Collected data
____________
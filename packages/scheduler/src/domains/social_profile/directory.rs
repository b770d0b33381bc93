//! Target resolution for the admission gate.

use std::collections::HashSet;
use std::sync::RwLock;

use anyhow::Result;
use async_trait::async_trait;
use sqlx::PgPool;

use super::models::SocialProfile;
use crate::common::TargetId;
use crate::kernel::traits::BaseTargetDirectory;

/// Resolves targets against the `social_profiles` table.
pub struct PostgresTargetDirectory {
    pool: PgPool,
}

impl PostgresTargetDirectory {
    pub fn new(pool: PgPool) -> Self {
        Self { pool }
    }
}

#[async_trait]
impl BaseTargetDirectory for PostgresTargetDirectory {
    async fn target_exists(&self, target_id: TargetId) -> Result<bool> {
        Ok(SocialProfile::find_by_id(target_id, &self.pool)
            .await?
            .is_some_and(|profile| profile.active))
    }
}

/// In-memory target set for tests and embedded use.
#[derive(Default)]
pub struct InMemoryTargetDirectory {
    targets: RwLock<HashSet<TargetId>>,
}

impl InMemoryTargetDirectory {
    pub fn new() -> Self {
        Self::default()
    }

    pub fn with_targets(targets: impl IntoIterator<Item = TargetId>) -> Self {
        Self {
            targets: RwLock::new(targets.into_iter().collect()),
        }
    }

    /// Register a new target and return its id.
    pub fn add(&self) -> TargetId {
        let id = TargetId::new();
        self.targets
            .write()
            .unwrap_or_else(|e| e.into_inner())
            .insert(id);
        id
    }

    pub fn remove(&self, id: TargetId) {
        self.targets
            .write()
            .unwrap_or_else(|e| e.into_inner())
            .remove(&id);
    }
}

#[async_trait]
impl BaseTargetDirectory for InMemoryTargetDirectory {
    async fn target_exists(&self, target_id: TargetId) -> Result<bool> {
        Ok(self
            .targets
            .read()
            .unwrap_or_else(|e| e.into_inner())
            .contains(&target_id))
    }
}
____________
(The problem): Report how many lines of the entries hold the string "HashSet". Provide the number alone.

(Task answer): 2